Speaking of trivia, something discovered whilst reading a commentary by Sam Moscowitz (mentioned later below). One of Hodgson’s short sea stories, Ships that Go Missing, was first published in March 1920 in The Premier magazine, with a cover illustrating a ship foundering in heavy seas. The cover illo was signed ‘Marny’.
That caught my attention because Paul Marny was an Anglo-French artist who lived in Scarborough, on the coast where I was raised, until he died in 1914. He painted many harbour and seascapes, including The Loss of the Scarborough Lifeboat, a famous local incident, and a number of stormy sea pieces. Is it feasible that The Premier copied a Marny print to illustrate Hodgson? If so it would be very fitting.
It’s also fitting that our last feature interview of the WHH tribute should be with the talented Sam Gafford, who has done so much to enhance Hodgson’s reputation as a writer and to shine a clear, critical light on Hodgson’s work. In early September of this year I contacted him suggesting that we might link up “for a couple of key posts specifically on support for WHH’s work and legacy.” He was enthusiastic, and it grew from there.

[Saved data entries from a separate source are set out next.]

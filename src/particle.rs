// Simple particle struct to keep track of individual position, velocity, size and color.
// Velocity is in units per second and never changes once the particle is made.

use crate::color::Color;
use vecmath::Vector2;

#[derive(Copy, Clone, Debug, PartialEq)]
pub struct Particle {
    pub pos: Vector2<f64>,
    pub vel: Vector2<f64>,
    pub size: f64,
    pub color: Color,
}

impl Particle {
    pub fn new(pos: Vector2<f64>, vel: Vector2<f64>, size: f64, color: Color) -> Particle {
        Particle {
            pos,
            vel,
            size,
            color,
        }
    }

    pub fn integrate(&mut self, elapsed_ms: f64) {
        let displacement = vecmath::vec2_scale(self.vel, elapsed_ms / 1000.0);
        self.pos = vecmath::vec2_add(self.pos, displacement);
    }
}

#[cfg(test)]
mod tests {
    use super::*;

    #[test]
    fn integrates_velocity_over_seconds() {
        let mut p = Particle::new([10.0, 20.0], [40.0, -8.0], 3.0, Color::Hue(0.0));
        p.integrate(250.0);
        assert_eq!(p.pos, [20.0, 18.0]);
        assert_eq!(p.vel, [40.0, -8.0]);
    }

    #[test]
    fn zero_elapsed_is_a_no_op() {
        let mut p = Particle::new([1.5, -0.5], [0.3, 0.2], 1.0, Color::Rgb([0.1, 0.2, 0.3]));
        p.integrate(0.0);
        assert_eq!(p.pos, [1.5, -0.5]);
    }

    #[test]
    fn negative_elapsed_reverses() {
        let mut p = Particle::new([50.0, 50.0], [100.0, 0.0], 1.0, Color::Hue(10.0));
        p.integrate(-500.0);
        assert_eq!(p.pos, [0.0, 50.0]);
    }
}
// Renderers read the particle slice each frame and never touch simulation state.
// Every one of them owns its canvas and keeps the backing store the size of the window.

mod points;
mod squares;
mod trail;

pub use points::PointRenderer;
pub use squares::SquareRenderer;
pub use trail::TrailRenderer;

use crate::config::Variant;
use crate::error::RenderError;
use crate::particle::Particle;
use web_sys::HtmlCanvasElement;

pub trait Renderer {
    fn resize(&mut self, width: u32, height: u32);
    fn clear(&mut self);
    fn draw_particles(&mut self, particles: &[Particle]) -> Result<(), RenderError>;
}

pub fn for_variant(
    variant: Variant,
    canvas: HtmlCanvasElement,
) -> Result<Box<dyn Renderer>, RenderError> {
    let renderer: Box<dyn Renderer> = match variant {
        Variant::Starfield => Box::new(TrailRenderer::new(canvas)?),
        Variant::WebGlStarfield => Box::new(PointRenderer::new(canvas)?),
        Variant::Squares => Box::new(SquareRenderer::new(canvas)?),
    };
    Ok(renderer)
}
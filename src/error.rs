use thiserror::Error;
use wasm_bindgen::JsValue;

#[derive(Error, Debug)]
pub enum RenderError {
    #[error("no global `window` exists")]
    NoWindow,
    #[error("window has no document")]
    NoDocument,
    #[error("document has no body")]
    NoBody,
    #[error("failed to get {0} context")]
    ContextUnavailable(&'static str),
    #[error("shader compile failed: {0}")]
    ShaderCompile(String),
    #[error("program link failed: {0}")]
    ProgramLink(String),
    #[error("failed to create {0}")]
    ResourceCreation(&'static str),
    #[error("uniform `{0}` not found")]
    MissingUniform(&'static str),
    #[error("attribute `{0}` not found")]
    MissingAttribute(&'static str),
    #[error("unknown variant `{0}`")]
    UnknownVariant(String),
    #[error("invalid options: {0}")]
    InvalidOptions(String),
    #[error("javascript error: {0}")]
    Js(String),
}

impl From<JsValue> for RenderError {
    fn from(value: JsValue) -> Self {
        RenderError::Js(
            value
                .as_string()
                .unwrap_or_else(|| format!("{:?}", value)),
        )
    }
}

impl From<serde_json::Error> for RenderError {
    fn from(err: serde_json::Error) -> Self {
        RenderError::InvalidOptions(err.to_string())
    }
}

impl From<RenderError> for JsValue {
    fn from(err: RenderError) -> Self {
        JsValue::from_str(&err.to_string())
    }
}
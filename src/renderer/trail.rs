// Canvas 2D renderer. Instead of wiping the frame it paints a translucent black
// rectangle over it, so moving particles leave fading trails.

use super::Renderer;
use crate::error::RenderError;
use crate::particle::Particle;
use wasm_bindgen::{JsCast, JsValue};
use web_sys::{CanvasRenderingContext2d, HtmlCanvasElement};

pub struct TrailRenderer {
    canvas: HtmlCanvasElement,
    context: CanvasRenderingContext2d,
    width: f64,
    height: f64,
}

impl TrailRenderer {
    pub const PARTICLE_ALPHA: f64 = 0.4;
    pub const FADE_STYLE: &'static str = "rgba(0,0,0,0.2)";

    pub fn new(canvas: HtmlCanvasElement) -> Result<Self, RenderError> {
        let context = canvas
            .get_context("2d")?
            .ok_or(RenderError::ContextUnavailable("2d"))?
            .dyn_into::<CanvasRenderingContext2d>()
            .map_err(|_| RenderError::ContextUnavailable("2d"))?;

        Ok(TrailRenderer {
            width: canvas.width() as f64,
            height: canvas.height() as f64,
            canvas,
            context,
        })
    }
}

impl Renderer for TrailRenderer {
    fn resize(&mut self, width: u32, height: u32) {
        self.canvas.set_width(width);
        self.canvas.set_height(height);
        self.width = width as f64;
        self.height = height as f64;
    }

    #[allow(deprecated)]
    fn clear(&mut self) {
        self.context
            .set_fill_style(&JsValue::from_str(TrailRenderer::FADE_STYLE));
        self.context.fill_rect(0.0, 0.0, self.width, self.height);
    }

    #[allow(deprecated)]
    fn draw_particles(&mut self, particles: &[Particle]) -> Result<(), RenderError> {
        self.context.save();
        self.context.set_global_composite_operation("lighter")?;
        self.context.set_global_alpha(TrailRenderer::PARTICLE_ALPHA);

        for p in particles {
            self.context
                .set_fill_style(&JsValue::from_str(&p.color.to_css()));
            self.context.fill_rect(p.pos[0], p.pos[1], p.size, p.size);
        }

        self.context.restore();
        Ok(())
    }
}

It’s fair to say that without Sam’s involvement, I might never have devoted so much of my remaining lifespan to this terrifying endeavour. My longdogs would have had more walks, my spine would be in better shape and I might have written a number of astoundingly well-crafted short stories in that time (this is my eleventh Hodgson post this month, if you haven’t caught my sarcastic tone yet). But hey, no-one’s playing the blame game. So now we turn to the guilty party himself.
greydog: Welcome, Sam. We really ought to start by highlighting your own place in the Hodgson universe. Let’s face it, you are an authority on William Hope Hodgson. How the heck did that come about?
Gafford: Well, I first became aware of Hodgson probably back around 1980 or so when I first read Lovecraft’s essay, “Supernatural Horror in Literature”, in the Arkham House edition of DAGON. As practically everyone knows, that essay is essentially a laundry list of great writers and Hodgson was one that really intrigued me. I’ve always had an interest in horror and in tales of the sea (which is ironic as I have a near pathological fear of the sea as well and will not go out on boats and almost never more than a foot or two in the ocean from the beach) so I decided to try and track down some of his work.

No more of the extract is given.